HOPKINS COUNTY, Ky. (5/8/13) – Barbara Jean Preston Swain passed away April 29th.
I didn’t know Barbara.
But back to Barbara Jean. You knew I’d start calling her by her first and middle name soon as you read that first sentence didn’t you? We getting to know each other just a tad bit too well I think! Me and you, the reader. Not me and Barbara Jean, she’s gone.
Happens just about every day in Hopkins County. Someone dies.
I said I wouldn’t, but I’ve become that person. I look at the obituaries. Unlike others though, I don’t do it to see if I died. I figure the first person to know if I’m dead or not will be me.
But I got side-tracked. Barbara Jean passed away and I didn’t know her. I did however know her work. And here in a minute or two you going to hit your head like you drank one of them V8 Juices. Not the new fruity flavored ones, but the old fashioned tomato based ones. Isn’t it amazing how some commercials get stuck in our heads? How many years has it been since those, “I could have had a V8!” commercials aired? Yet today it’s a commercial gimmick that more people know that don’t know.
Whoops, got side-tracked again.
Barbara Jean had something in common with Hopkins County Genealogical Society President Jane Ann Jackson. Jane Ann’s working on a book that developed from her guest speaking at the Historical Society meeting, twice if you don’t remember, earlier this year. Jane Ann gave a two part presentation on historic or noteworthy homes of Madisonville. She along with photographer Tom Wortham, who photographed most the homes for a series of covers for the newspaper TV section, combined their talents to give the homes character. Jane Ann is reworking the bios of the homes and compiling the info in to a new book that will be available locally.
I can’t wait to see the finished product.
Now… where was I? Oh yes. Barbara Jean.
Here’s what jumped out at me about Barbara Jean. She was the artist who drew sketches of the homes for the guide and newspaper use of the Madisonville homes on the annual Holiday Tour of Homes. See you just slapped your head and said… Oh, I know her!
Never met Barbara Jean. Sure have seen her work. Admired her work. She was very talented. Told you, them Barbara’s were talented people.

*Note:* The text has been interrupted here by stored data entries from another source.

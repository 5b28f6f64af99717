// Copyright (c) 2025 Soumyadip Sarkar.
// All rights reserved.
//
// This source code is licensed under the license found in the
// LICENSE file in the root directory of this source tree.

use chrono::{Datelike, Local};
use comfy_table::{presets::UTF8_FULL, Cell, Table};
use rust_decimal::{Decimal, RoundingStrategy};

pub fn pretty_table(headers: &[&str], rows: Vec<Vec<String>>) -> Table {
    let mut t = Table::new();
    t.load_preset(UTF8_FULL);
    t.set_header(headers.iter().map(|h| Cell::new(*h)));
    for r in rows {
        t.add_row(r.into_iter().map(Cell::new));
    }
    t
}

/// Compact rendering for dashboard figures: `1.5K`, `2.0M`, `12.34`.
pub fn format_amount(amount: Decimal) -> String {
    const UNITS: [(i64, &str); 4] = [
        (1_000_000_000_000, "T"),
        (1_000_000_000, "B"),
        (1_000_000, "M"),
        (1_000, "K"),
    ];
    let abs = amount.abs();
    for (scale, suffix) in UNITS {
        let scale = Decimal::from(scale);
        if abs >= scale {
            let scaled =
                (amount / scale).round_dp_with_strategy(1, RoundingStrategy::MidpointAwayFromZero);
            return format!("{:.1}{}", scaled, suffix);
        }
    }
    format!(
        "{:.2}",
        amount.round_dp_with_strategy(2, RoundingStrategy::MidpointAwayFromZero)
    )
}

/// Current local calendar year as the 4-digit string records store.
pub fn current_year() -> String {
    Local::now().year().to_string()
}
// Copyright (c) 2025 Soumyadip Sarkar.
// All rights reserved.
//
// This source code is licensed under the license found in the
// LICENSE file in the root directory of this source tree.

//! Form input validation. Nothing here touches the store; a form that fails
//! validation never reaches a gateway.

use chrono::Utc;
use rust_decimal::Decimal;

use crate::error::ValidationError;
use crate::models::{Category, Month, Record, RecordId};

/// Raw text of the add/edit record form.
#[derive(Debug, Clone, Default, PartialEq, Eq)]
pub struct RecordForm {
    pub category: String,
    pub month: String,
    pub year: String,
    pub amount: String,
}

/// Validated record fields.
#[derive(Debug, Clone, PartialEq, Eq)]
pub struct RecordInput {
    pub category: String,
    pub month: Month,
    pub year: String,
    pub amount: Decimal,
}

fn required<'a>(field: &'static str, value: &'a str) -> Result<&'a str, ValidationError> {
    let v = value.trim();
    if v.is_empty() {
        return Err(ValidationError::Missing(field));
    }
    Ok(v)
}

pub fn validate_year(raw: &str) -> Result<String, ValidationError> {
    let year = required("year", raw)?;
    if year.len() != 4 || !year.chars().all(|c| c.is_ascii_digit()) {
        return Err(ValidationError::Invalid {
            field: "year",
            reason: format!("'{}' is not a 4-digit year", year),
        });
    }
    Ok(year.to_string())
}

pub fn validate_amount(raw: &str) -> Result<Decimal, ValidationError> {
    let amount = required("amount", raw)?;
    amount
        .parse::<Decimal>()
        .map_err(|err| ValidationError::Invalid {
            field: "amount",
            reason: format!("'{}': {}", amount, err),
        })
}

impl RecordForm {
    /// `known` is the current category list of the record's kind; the
    /// category must match one of them exactly.
    pub fn validate(&self, known: &[Category]) -> Result<RecordInput, ValidationError> {
        let category = required("category", &self.category)?;
        let month = required("month", &self.month)?;
        let year = validate_year(&self.year)?;
        let amount = validate_amount(&self.amount)?;

        let month = month
            .parse::<Month>()
            .map_err(|err| ValidationError::Invalid {
                field: "month",
                reason: err.to_string(),
            })?;
        if !known.iter().any(|c| c.name == category) {
            return Err(ValidationError::UnknownCategory(category.to_string()));
        }
        Ok(RecordInput {
            category: category.to_string(),
            month,
            year,
            amount,
        })
    }

    /// A new record with a fresh id and both timestamps set to now.
    pub fn build(&self, known: &[Category]) -> Result<Record, ValidationError> {
        let input = self.validate(known)?;
        let now = Utc::now();
        Ok(Record {
            id: RecordId::new(),
            category: input.category,
            month: input.month,
            year: input.year,
            amount: input.amount,
            created_at: now,
            updated_at: now,
        })
    }

    /// `existing` with the form's fields applied; id and creation time kept.
    pub fn apply_to(&self, existing: &Record, known: &[Category]) -> Result<Record, ValidationError> {
        let input = self.validate(known)?;
        Ok(Record {
            id: existing.id,
            category: input.category,
            month: input.month,
            year: input.year,
            amount: input.amount,
            created_at: existing.created_at,
            updated_at: Utc::now(),
        })
    }
}

impl From<&Record> for RecordForm {
    fn from(r: &Record) -> Self {
        Self {
            category: r.category.clone(),
            month: r.month.label().to_string(),
            year: r.year.clone(),
            amount: r.amount.to_string(),
        }
    }
}

#[derive(Debug, Clone, Default, PartialEq, Eq)]
pub struct CategoryForm {
    pub name: String,
}

impl CategoryForm {
    pub fn validate(&self) -> Result<String, ValidationError> {
        Ok(required("category name", &self.name)?.to_string())
    }

    pub fn build(&self) -> Result<Category, ValidationError> {
        let name = self.validate()?;
        let now = Utc::now();
        Ok(Category {
            id: RecordId::new(),
            name,
            created_at: now,
            updated_at: now,
        })
    }

    pub fn apply_to(&self, existing: &Category) -> Result<Category, ValidationError> {
        Ok(Category {
            id: existing.id,
            name: self.validate()?,
            created_at: existing.created_at,
            updated_at: Utc::now(),
        })
    }
}
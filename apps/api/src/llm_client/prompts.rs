// Shared prompt constants and prompt-building utilities.
// Each service that needs LLM calls defines its own prompts.rs alongside it.
// This file contains cross-cutting prompt fragments.

use serde_json::Value;

/// System prompt fragment that enforces JSON-only output.
pub const JSON_ONLY_SYSTEM: &str = "You are a precise, structured assistant \
    helping job seekers prepare applications. \
    You MUST respond with valid JSON only. \
    Do NOT include any text outside the JSON object. \
    Do NOT use markdown code fences. \
    Do NOT include explanations or apologies.";

/// Instruction against inventing candidate experience.
pub const NO_FABRICATION_INSTRUCTION: &str = "\
    CRITICAL: Use only facts present in the candidate's CV. \
    Do NOT invent employers, titles, dates, degrees, certifications, or metrics. \
    If the CV does not support a requirement, leave it out rather than guessing.";

/// Builds the system prompt for a call whose output must match `schema`.
pub fn schema_system_prompt(schema: &Value) -> Result<String, serde_json::Error> {
    let schema_json = serde_json::to_string_pretty(schema)?;
    Ok(format!(
        "{JSON_ONLY_SYSTEM}\n\nYour response MUST be a JSON object matching this JSON schema:\n{schema_json}"
    ))
}

/// Replaces `{name}` placeholders in a single pass over `template`. Inserted values are
/// not scanned again, so text containing `{...}` is kept as written.
pub fn fill_template(template: &str, values: &[(&str, &str)]) -> String {
    let extra: usize = values.iter().map(|(_, value)| value.len()).sum();
    let mut out = String::with_capacity(template.len() + extra);
    let mut rest = template;

    while let Some(open) = rest.find('{') {
        out.push_str(&rest[..open]);
        let tail = &rest[open + 1..];
        let placeholder = values.iter().find(|(name, _)| {
            tail.strip_prefix(*name)
                .is_some_and(|after| after.starts_with('}'))
        });
        match placeholder {
            Some((name, value)) => {
                out.push_str(value);
                rest = &tail[name.len() + 1..];
            }
            None => {
                out.push('{');
                rest = tail;
            }
        }
    }
    out.push_str(rest);
    out
}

In reading her obituary it asked that donations be made to the Alzheimer's Association. Safe to assume a few people might have thought Barbara was crazy at some point. Not me, I just think she got side-tracked at times or was looking for water. Now you are gonna sit there a minute and that one’s gonna hit ya. While I wait on ya, I’m gonna have a V8.
I wish I had met Barbara Jean.
Barbara Jean reminds me of a song Miranda Lambert put out on one of her earlier albums. “Everyone Dies Famous in a Small Town.” One of my buddies was in the video for it. He used to drive race cars and owns a tire shop. They filmed inside the tire shop and made him an extra. He gets spotlighted in the video. One day his obit’s going to be seen and one little line in there is going to say he was in a Miranda Lambert video and somebody’s going to realize they knew him without having ever actually met him.
I don’t know if she knows it or not, but Barbara Jean died famous.
If she didn’t read her obit, maybe she’ll read this and realize she was famous.
Barbara Jean, I’m sorry I didn’t meet you in person and shake your hand and compliment your work. It impressed me as a youngster growing up in Madisonville. And I also thank you for reminding me that as one of my favorite singers sings, Everybody’s Got a Story to Tell, we should stop and take time to record and document those everyday people around us, because everyone does have a story to tell. And we all die famous in a small town.
If everyday people and places interest you let me extend an invite to you to come to a meeting of the Historical Society or Genealogical Society, or both! Tonight’s a good night for just that as a joint meeting is taking place in the form of a special presentation at the Arts Center, better known as the old Madisonville Train Depot on Arch Street behind City Hall. Be there just a tad before 7 to get a seat as both groups along with the Madisonville/Hopkins County Library present writer Eddie Price, who will discuss his book “Life & Love on the Kentucky Frontier”. Doesn’t cost a thing to come listen.